Relacionamentos com violência verbal agora são reconhecidos e apresentados como tal em diversos meios de comunicação.
A postura masculina em relação ao conceito de violência verbal está mudando.
Nos últimos anos, venho sendo informada sobre o crescente número de homens que, ao sentir que seus relacionamentos estão por um triz, desejam saber como mudar sua postura a fim de evitar perdê-los. Eles perceberam que haviam tratado suas parceiras de muitas das maneiras que este livro descreve.
Também soube de homens que querem mudar mesmo sem a expectativa de reconquistar suas parceiras – até porque elas seguiram em frente e estão em novos relacionamentos. Eles perceberam que precisam de ajuda para se tornar quem desejam ser – homens que não praticam abusos.
Um deles, Mack, chegou a criar um grupo de apoio, o fórum Men Ending Verbal Abuse and Control (Homens contra a Agressão Verbal e o Controle), um boletim on-line para homens que buscam auxílio mútuo para mudar seu comportamento.
“Descobrir que você pratica a agressão verbal e o controle é como ser nocauteado”, diz Mack. “Toda a sua realidade é abalada até a essência. Descobrir que seus relacionamentos estão destruídos, que inspira medo àqueles que estão ao seu redor, que alguma coisa está terrivelmente errada com você e que a maneira como se comunica com o mundo está equivocada é muito assustador. Mas é possível virar o jogo. Quando você aceita a situação e se volta para o caminho certo a fim de mudar a si mesmo, começa a descobrir que os relacionamentos de verdade, baseados na confiança, no respeito e no amor, são muito mais gratificantes.”

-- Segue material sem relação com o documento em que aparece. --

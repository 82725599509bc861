use exn::ResultExt;
use shelfmark_lending::{BorrowRecord, LendingStore, LoanPeriod, parse_date};
use tracing::instrument;

use crate::catalog::{BookState, Catalog, Choice};
use crate::error::{ErrorKind, Result};

/// Asks the user to approve a change before it happens.
pub trait Confirm {
    fn confirm(&self, prompt: &str) -> bool;
}
impl<F> Confirm for F
where
    F: Fn(&str) -> bool,
{
    fn confirm(&self, prompt: &str) -> bool {
        self(prompt)
    }
}

/// How a confirmed-or-not operation ended.
#[derive(Debug, Clone, Copy, PartialEq, Eq)]
pub enum Outcome {
    Completed,
    /// The user declined; nothing was changed.
    Cancelled,
}

#[derive(Debug, Clone, Copy)]
pub struct BorrowRequest<'a> {
    pub book_id: &'a str,
    pub borrower: &'a str,
    /// `YYYY-MM-DD`
    pub date: &'a str,
}

#[derive(Debug, Clone, Copy)]
pub struct ReturnRequest<'a> {
    pub book_id: &'a str,
    /// `YYYY-MM-DD`. Checked, but not kept: returning deletes the record.
    pub date: &'a str,
}

impl Catalog {
    /// Lends a book. Every row carrying the book's id is updated.
    ///
    /// Checks run in a fixed order, and any failure leaves the store and
    /// the catalog untouched: input validation, confirmation, row lookup,
    /// then the book's current state in the store. On success the record
    /// is persisted and the book moves to the end of the borrowed list.
    #[instrument(level = "debug", skip(self, store, confirm))]
    pub async fn borrow(
        &mut self,
        store: &dyn LendingStore,
        confirm: &dyn Confirm,
        loan: LoanPeriod,
        request: BorrowRequest<'_>,
    ) -> Result<Outcome> {
        let book_id = request.book_id.trim();
        if book_id.is_empty() {
            exn::bail!(ErrorKind::Validation("book id"));
        }
        let borrower = request.borrower.trim();
        if borrower.is_empty() {
            exn::bail!(ErrorKind::Validation("borrower name"));
        }
        let date = parse_date(request.date).or_raise(|| ErrorKind::Validation("borrow date"))?;
        let record = BorrowRecord::new(borrower, date, loan).or_raise(|| ErrorKind::Validation("borrow date"))?;

        if !confirm.confirm(&format!("Are you sure you want to borrow Book ID {book_id}?")) {
            tracing::debug!("Borrow cancelled");
            return Ok(Outcome::Cancelled);
        }

        let indices = self.positions(book_id)?;
        if store.get(book_id).await.or_raise(|| ErrorKind::Lending)?.is_some() {
            exn::bail!(ErrorKind::InvalidTransition { id: book_id.to_string(), state: BookState::Borrowed });
        }

        store.set(book_id, record.clone()).await.or_raise(|| ErrorKind::Lending)?;
        tracing::info!(book = book_id, borrower, due = %record.return_date, "Book borrowed");
        for &index in &indices {
            self.rows[index].loan = Some(record.clone());
        }
        let choices = indices.iter().map(|&index| self.rows[index].choice()).collect();
        move_choices(&mut self.available, &mut self.borrowed, book_id, choices);
        Ok(Outcome::Completed)
    }

    /// Takes a book back. The mirror image of [`Catalog::borrow`]: the
    /// record is deleted and the book moves to the end of the available
    /// list.
    #[instrument(level = "debug", skip(self, store, confirm))]
    pub async fn return_book(
        &mut self,
        store: &dyn LendingStore,
        confirm: &dyn Confirm,
        request: ReturnRequest<'_>,
    ) -> Result<Outcome> {
        let book_id = request.book_id.trim();
        if book_id.is_empty() {
            exn::bail!(ErrorKind::Validation("book id"));
        }
        parse_date(request.date).or_raise(|| ErrorKind::Validation("return date"))?;

        if !confirm.confirm(&format!("Are you sure you want to return Book ID {book_id}?")) {
            tracing::debug!("Return cancelled");
            return Ok(Outcome::Cancelled);
        }

        let indices = self.positions(book_id)?;
        if store.get(book_id).await.or_raise(|| ErrorKind::Lending)?.is_none() {
            exn::bail!(ErrorKind::InvalidTransition { id: book_id.to_string(), state: BookState::Present });
        }

        store.delete(book_id).await.or_raise(|| ErrorKind::Lending)?;
        tracing::info!(book = book_id, "Book returned");
        for &index in &indices {
            self.rows[index].loan = None;
        }
        let choices = indices.iter().map(|&index| self.rows[index].choice()).collect();
        move_choices(&mut self.borrowed, &mut self.available, book_id, choices);
        Ok(Outcome::Completed)
    }

    /// Every row for `book_id`. A repeated id in the books document gives
    /// several rows sharing one lending record.
    fn positions(&self, book_id: &str) -> Result<Vec<usize>> {
        let indices: Vec<usize> =
            self.rows.iter().enumerate().filter(|(_, row)| row.id == book_id).map(|(index, _)| index).collect();
        if indices.is_empty() {
            exn::bail!(ErrorKind::NotFound(book_id.to_string()));
        }
        Ok(indices)
    }
}

/// Forgets every loan after confirmation.
///
/// A catalog loaded afterwards shows every book as present.
#[instrument(level = "debug", skip_all)]
pub async fn clear_all(store: &dyn LendingStore, confirm: &dyn Confirm) -> Result<Outcome> {
    if !confirm.confirm("Are you sure you want to clear all borrowing data? This action cannot be undone.") {
        return Ok(Outcome::Cancelled);
    }
    store.clear().await.or_raise(|| ErrorKind::Lending)?;
    tracing::info!("Cleared all borrowing data");
    Ok(Outcome::Completed)
}

fn move_choices(from: &mut Vec<Choice>, to: &mut Vec<Choice>, book_id: &str, choices: Vec<Choice>) {
    from.retain(|existing| existing.id != book_id);
    to.extend(choices);
}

Esses homens querem se manter conscientes. Querem modificar seu comportamento irracional, que se manifesta, por exemplo, ao tentarem definir o mundo interior de suas parceiras no lugar delas. Ou seja, descrevendo os motivos, as necessidades, os sentimentos e até mesmo a natureza das parceiras em suas próprias palavras. Alguns exemplos:
“Você está tentando começar uma briga.” (motivo)

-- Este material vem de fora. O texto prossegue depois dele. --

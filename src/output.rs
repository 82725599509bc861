//! Plain-text rendering of catalogs and entity views for the terminal.

use shelfmark_lending::format_date;
use shelfmark_library::{Borrowing, Catalog, Choice, EntityView};
use std::io::{self, Write};

const HEADERS: [&str; 9] =
    ["ID", "Title", "Author", "Publisher", "Genre", "Borrower", "Borrow Date", "Return Date", "Status"];

pub fn catalog(catalog: &Catalog, out: &mut impl Write) -> io::Result<()> {
    let rows: Vec<[String; 9]> = catalog
        .rows()
        .iter()
        .map(|row| {
            let loan = row.loan.as_ref();
            [
                row.id.clone(),
                row.title.name.clone(),
                row.author.name.clone(),
                row.publisher.name.clone(),
                row.genre.name.clone(),
                loan.map(|l| l.borrower_name.clone()).unwrap_or_default(),
                loan.map(|l| format_date(l.borrow_date)).unwrap_or_default(),
                loan.map(|l| format_date(l.return_date)).unwrap_or_default(),
                row.state().to_string(),
            ]
        })
        .collect();

    let mut widths = HEADERS.map(|h| h.chars().count());
    for row in &rows {
        for (width, value) in widths.iter_mut().zip(row) {
            *width = (*width).max(value.chars().count());
        }
    }
    line(out, &HEADERS.map(String::from), &widths)?;
    line(out, &widths.map(|w| "-".repeat(w)), &widths)?;
    for row in &rows {
        line(out, row, &widths)?;
    }

    choices(out, "Available", catalog.available())?;
    choices(out, "Borrowed", catalog.borrowed())
}

pub fn entity(view: &EntityView, out: &mut impl Write) -> io::Result<()> {
    writeln!(out, "{}", view.heading())?;
    for field in &view.fields {
        match &field.resolved {
            Some(resolved) => writeln!(out, "  {}: {} [{}#{}]", field.name, resolved.name, resolved.link.document, resolved.link.id)?,
            None => writeln!(out, "  {}: {}", field.name, field.text)?,
        }
    }
    match &view.borrowing {
        Some(Borrowing::Borrowed(record)) => {
            writeln!(out, "\nBorrowing Details")?;
            writeln!(out, "  Borrower: {}", record.borrower_name)?;
            writeln!(out, "  Borrow Date: {}", format_date(record.borrow_date))?;
            writeln!(out, "  Return Date: {}", format_date(record.return_date))?;
        },
        Some(Borrowing::Available) => writeln!(out, "\nThis book is currently available for borrowing.")?,
        None => {},
    }
    Ok(())
}

fn line(out: &mut impl Write, cells: &[String; 9], widths: &[usize; 9]) -> io::Result<()> {
    let padded: Vec<String> = cells.iter().zip(widths).map(|(cell, &width)| format!("{cell:<width$}")).collect();
    writeln!(out, "{}", padded.join("  ").trim_end())
}

fn choices(out: &mut impl Write, title: &str, choices: &[Choice]) -> io::Result<()> {
    writeln!(out, "\n{title} ({})", choices.len())?;
    for choice in choices {
        writeln!(out, "  {}", choice.label)?;
    }
    Ok(())
}

#[cfg(test)]
mod tests {
    use super::*;
    use rstest::rstest;
    use shelfmark_documents::{EntityKind, parse};
    use shelfmark_lending::{BorrowRecord, Ledger, LoanPeriod, parse_date};
    use shelfmark_library::{FieldView, Indexes, Link, ResolvedReference, Sources};

    fn render(f: impl FnOnce(&mut Vec<u8>) -> io::Result<()>) -> String {
        let mut out = Vec::new();
        f(&mut out).unwrap();
        String::from_utf8(out).unwrap()
    }

    #[test]
    fn test_catalog_table() {
        let books = parse(
            r#"<Books>
                <Book id="b1"><Title>Kindred</Title><Author xlink:href="authors.xml#a1"/></Book>
                <Book id="b2"><Title>Dune</Title></Book>
            </Books>"#,
        )
        .unwrap();
        let indexes = Indexes::build(
            &parse(r#"<Authors><Author id="a1"><Name>Octavia E. Butler</Name></Author></Authors>"#).unwrap(),
            &parse("<Publishers/>").unwrap(),
            &parse("<Genres/>").unwrap(),
        );
        let mut ledger = Ledger::new();
        ledger.insert(
            "b2".to_string(),
            BorrowRecord::new("Sam", parse_date("2024-01-31").unwrap(), LoanPeriod::default()).unwrap(),
        );
        let catalog = Catalog::build(&books, &indexes, &ledger, &Sources::default());

        let text = render(|out| super::catalog(&catalog, out));
        let lines: Vec<&str> = text.lines().collect();
        assert!(lines[0].starts_with("ID  Title    Author"));
        assert!(lines[1].starts_with("--  -------  -----------------"));
        assert!(lines[2].contains("Octavia E. Butler") && lines[2].ends_with("Present"));
        assert!(lines[3].contains("Sam") && lines[3].contains("2024-04-30") && lines[3].ends_with("Borrowed"));
        assert!(text.contains("\nAvailable (1)\n  b1 - Kindred\n"));
        assert!(text.ends_with("\nBorrowed (1)\n  b2 - Dune\n"));
    }

    #[rstest]
    #[case(Some(Borrowing::Available), "This book is currently available for borrowing.")]
    #[case(None, "Author: Frank Herbert [authors.xml#a1]")]
    fn test_entity(#[case] borrowing: Option<Borrowing>, #[case] expected: &str) {
        let view = EntityView {
            document: "books.xml".to_string(),
            tag: "Book".to_string(),
            id: "b1".to_string(),
            kind: Some(EntityKind::Book),
            fields: vec![
                FieldView { name: "Title".into(), text: "Dune".into(), resolved: None },
                FieldView {
                    name: "Author".into(),
                    text: String::new(),
                    resolved: Some(ResolvedReference {
                        kind: EntityKind::Author,
                        link: Link::new("authors.xml", "a1"),
                        name: "Frank Herbert".into(),
                    }),
                },
            ],
            borrowing,
        };
        let text = render(|out| entity(&view, out));
        assert!(text.starts_with("Book Details\n  Title: Dune\n"));
        assert!(text.contains(expected));
    }

    #[test]
    fn test_borrowed_entity() {
        let record = BorrowRecord::new("Kim", parse_date("2024-11-30").unwrap(), LoanPeriod::default()).unwrap();
        let view = EntityView {
            document: "books.xml".to_string(),
            tag: "Book".to_string(),
            id: "b1".to_string(),
            kind: Some(EntityKind::Book),
            fields: Vec::new(),
            borrowing: Some(Borrowing::Borrowed(record)),
        };
        let text = render(|out| entity(&view, out));
        assert!(text.contains("Borrower: Kim\n  Borrow Date: 2024-11-30\n  Return Date: 2025-02-28\n"));
    }
}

“Você só se importa em estar com a razão.” (desejo)
“Não é verdade que você se sente assim.” (sentimento)
“Você é sensível demais.” (natureza)
Homens que praticam o abuso fazem essas afirmações como se fossem deuses, como se vivessem dentro do corpo/mente/alma de suas parceiras e realmente soubessem que essas coisas são verdades!
Entretanto, muitos vêm percebendo que esses comentários representam um comportamento irracional e estão se esforçando para mudá-lo, tanto neles mesmos quanto em outros homens. Um deles planeja criar um programa para “agressores verbais anônimos”, baseado no modelo dos 12 passos. Isso pode demorar, mas sem dúvida vai acontecer.
Avançamos muito, porém…
Tecnicamente, nós avançamos muito. Eu criei um novo site (www.verbalabuse.com), no qual disponibilizei entrevistas, um quadro de avisos e um informativo gratuito que já tem mais de sete mil assinantes.

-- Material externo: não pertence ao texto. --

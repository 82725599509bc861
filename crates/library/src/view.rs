use exn::{OptionExt, ResultExt};
use futures::future::join_all;
use shelfmark_documents::{Element, EntityKind, Field, Index, UNKNOWN, fields};
use shelfmark_lending::{BorrowRecord, LendingStore};
use shelfmark_storage::BackendHandle;
use std::collections::{BTreeSet, HashMap};
use std::ops::Deref;
use tracing::instrument;

use crate::catalog::Link;
use crate::error::{ErrorKind, Result};
use crate::load::load_document;
use crate::sources::Sources;

/// A reference field resolved against its target document.
#[derive(Debug, Clone, PartialEq, Eq)]
pub struct ResolvedReference {
    pub kind: EntityKind,
    pub link: Link,
    /// Display name of the target, or [`UNKNOWN`] if it couldn't be found.
    pub name: String,
}

#[derive(Debug, Clone, PartialEq, Eq)]
pub struct FieldView {
    pub name: String,
    pub text: String,
    /// Present only for references to a known entity kind.
    pub resolved: Option<ResolvedReference>,
}

/// Loan status shown on a book's detail page.
#[derive(Debug, Clone, PartialEq, Eq)]
pub enum Borrowing {
    Borrowed(BorrowRecord),
    Available,
}

/// Everything needed to show one entity.
#[derive(Debug, Clone, PartialEq, Eq)]
pub struct EntityView {
    /// Document the entity was found in.
    pub document: String,
    /// Element name of the entity, as written in the document.
    pub tag: String,
    pub id: String,
    pub kind: Option<EntityKind>,
    pub fields: Vec<FieldView>,
    /// Only set for books.
    pub borrowing: Option<Borrowing>,
}
impl EntityView {
    pub fn heading(&self) -> String {
        format!("{} Details", self.tag)
    }
}

/// Builds the detail view of the entity `id` in `document`.
///
/// Only the viewed document itself can fail the view. References are
/// resolved with [`resolve_references`], so a broken target degrades to
/// [`UNKNOWN`] instead.
#[instrument(level = "debug", skip(backend, sources, store))]
pub async fn view_entity(
    backend: &BackendHandle,
    sources: &Sources,
    store: &dyn LendingStore,
    document: &str,
    id: &str,
) -> Result<EntityView> {
    let parsed = load_document(backend, document).await?;
    let entity = parsed.find_by_id(id).ok_or_raise(|| ErrorKind::NotFound(format!("{document}#{id}")))?;
    let fields = fields(entity);
    let resolved = resolve_references(backend, sources, &fields).await;
    let borrowing = match EntityKind::from_tag(entity.local_name()) {
        Some(EntityKind::Book) => Some(store.get(id).await.or_raise(|| ErrorKind::Lending)?),
        _ => None,
    };
    Ok(assemble(document, entity, fields, resolved, borrowing))
}

/// Builds the detail view of every entity in the catalog, in kind order
/// (books, authors, publishers, genres) and document order within a kind.
///
/// Each document and the ledger are read once. Unlike [`view_entity`], any
/// document failing to load fails the whole call.
#[instrument(level = "debug", skip_all, fields(backend = backend.name()))]
pub async fn view_all(backend: &BackendHandle, sources: &Sources, store: &dyn LendingStore) -> Result<Vec<EntityView>> {
    let (books, authors, publishers, genres) = futures::try_join!(
        load_document(backend, sources.document(EntityKind::Book)),
        load_document(backend, sources.document(EntityKind::Author)),
        load_document(backend, sources.document(EntityKind::Publisher)),
        load_document(backend, sources.document(EntityKind::Genre)),
    )?;
    let ledger = store.get_all().await.or_raise(|| ErrorKind::Lending)?;
    let documents = [
        (EntityKind::Book, books),
        (EntityKind::Author, authors),
        (EntityKind::Publisher, publishers),
        (EntityKind::Genre, genres),
    ];
    let indexes: HashMap<EntityKind, Index> =
        documents.iter().map(|(kind, document)| (*kind, Index::for_kind(document, *kind))).collect();

    let mut views = Vec::new();
    for (kind, document) in &documents {
        for entity in document.elements_by_tag(kind.tag()) {
            let Some(id) = entity.id() else {
                continue;
            };
            let fields = fields(entity);
            let resolved = resolve_with(&indexes, sources, &fields);
            let borrowing = (*kind == EntityKind::Book).then(|| ledger.get(id).cloned());
            views.push(assemble(sources.document(*kind), entity, fields, resolved, borrowing));
        }
    }
    tracing::debug!(entities = views.len(), "Built entity views");
    Ok(views)
}

fn assemble(
    document: &str,
    entity: &Element,
    fields: Vec<Field>,
    resolved: Vec<Option<ResolvedReference>>,
    borrowing: Option<Option<BorrowRecord>>,
) -> EntityView {
    EntityView {
        document: document.to_string(),
        tag: entity.name().to_string(),
        id: entity.id().unwrap_or_default().to_string(),
        kind: EntityKind::from_tag(entity.local_name()),
        fields: fields
            .into_iter()
            .zip(resolved)
            .map(|(field, resolved)| FieldView { name: field.name, text: field.text, resolved })
            .collect(),
        borrowing: borrowing.map(|record| match record {
            Some(record) => Borrowing::Borrowed(record),
            None => Borrowing::Available,
        }),
    }
}

/// Resolves every reference field to a display name and link.
///
/// Returns one entry per field, in order. Plain fields and references to
/// documents of no known kind give `None`. Each cited document is loaded
/// once, all of them concurrently; a document that fails to load or parse
/// resolves all of its references to [`UNKNOWN`].
pub async fn resolve_references(
    backend: &BackendHandle,
    sources: &Sources,
    fields: &[Field],
) -> Vec<Option<ResolvedReference>> {
    let cited: BTreeSet<EntityKind> = fields
        .iter()
        .filter_map(|field| field.reference.as_ref())
        .filter_map(|reference| sources.kind_of(&reference.document))
        .collect();

    let indexes: HashMap<EntityKind, Index> = join_all(cited.into_iter().map(|kind| async move {
        let document = sources.document(kind);
        match load_document(backend, document).await {
            Ok(parsed) => Some((kind, Index::for_kind(&parsed, kind))),
            Err(e) => {
                tracing::warn!(document, error = %e.deref(), "Could not load referenced document");
                None
            },
        }
    }))
    .await
    .into_iter()
    .flatten()
    .collect();
    resolve_with(&indexes, sources, fields)
}

fn resolve_with(
    indexes: &HashMap<EntityKind, Index>,
    sources: &Sources,
    fields: &[Field],
) -> Vec<Option<ResolvedReference>> {
    fields
        .iter()
        .map(|field| {
            let reference = field.reference.as_ref()?;
            let Some(kind) = sources.kind_of(&reference.document) else {
                tracing::debug!(%reference, "Reference to a document of unknown kind");
                return None;
            };
            let name = match indexes.get(&kind).and_then(|index| index.get(&reference.id)) {
                Some(name) => name.to_string(),
                None => {
                    tracing::warn!(%reference, "Reference target not found");
                    UNKNOWN.to_string()
                },
            };
            Some(ResolvedReference { kind, link: Link::new(sources.document(kind), reference.id.clone()), name })
        })
        .collect()
}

Mulheres e homens estão se posicionando contra a violência verbal. Mas, apesar de termos caminhado bastante, ainda há um longo trajeto a percorrer. Minha esperança é que essa nova edição de Como enfrentar a violência verbal desempenhe um papel fundamental no avanço do apoio às vítimas, na educação dos agressores e no aumento da consciência em todos os níveis da sociedade.
Nota: Como ouvi majoritariamente as mulheres, vou usar o pronome feminino quando descrever o alvo da violência verbal. Isso não significa que as mulheres não cometam abusos contra os homens; mas sobre esses casos eu tenho poucas informações. Se você é homem e tentou inúmeras vezes fazer o relacionamento dar certo e se fazer entender, e identificou sua parceira nas descrições que relatei, por favor, troque os “delas” por “deles” e os “elas” por “eles”.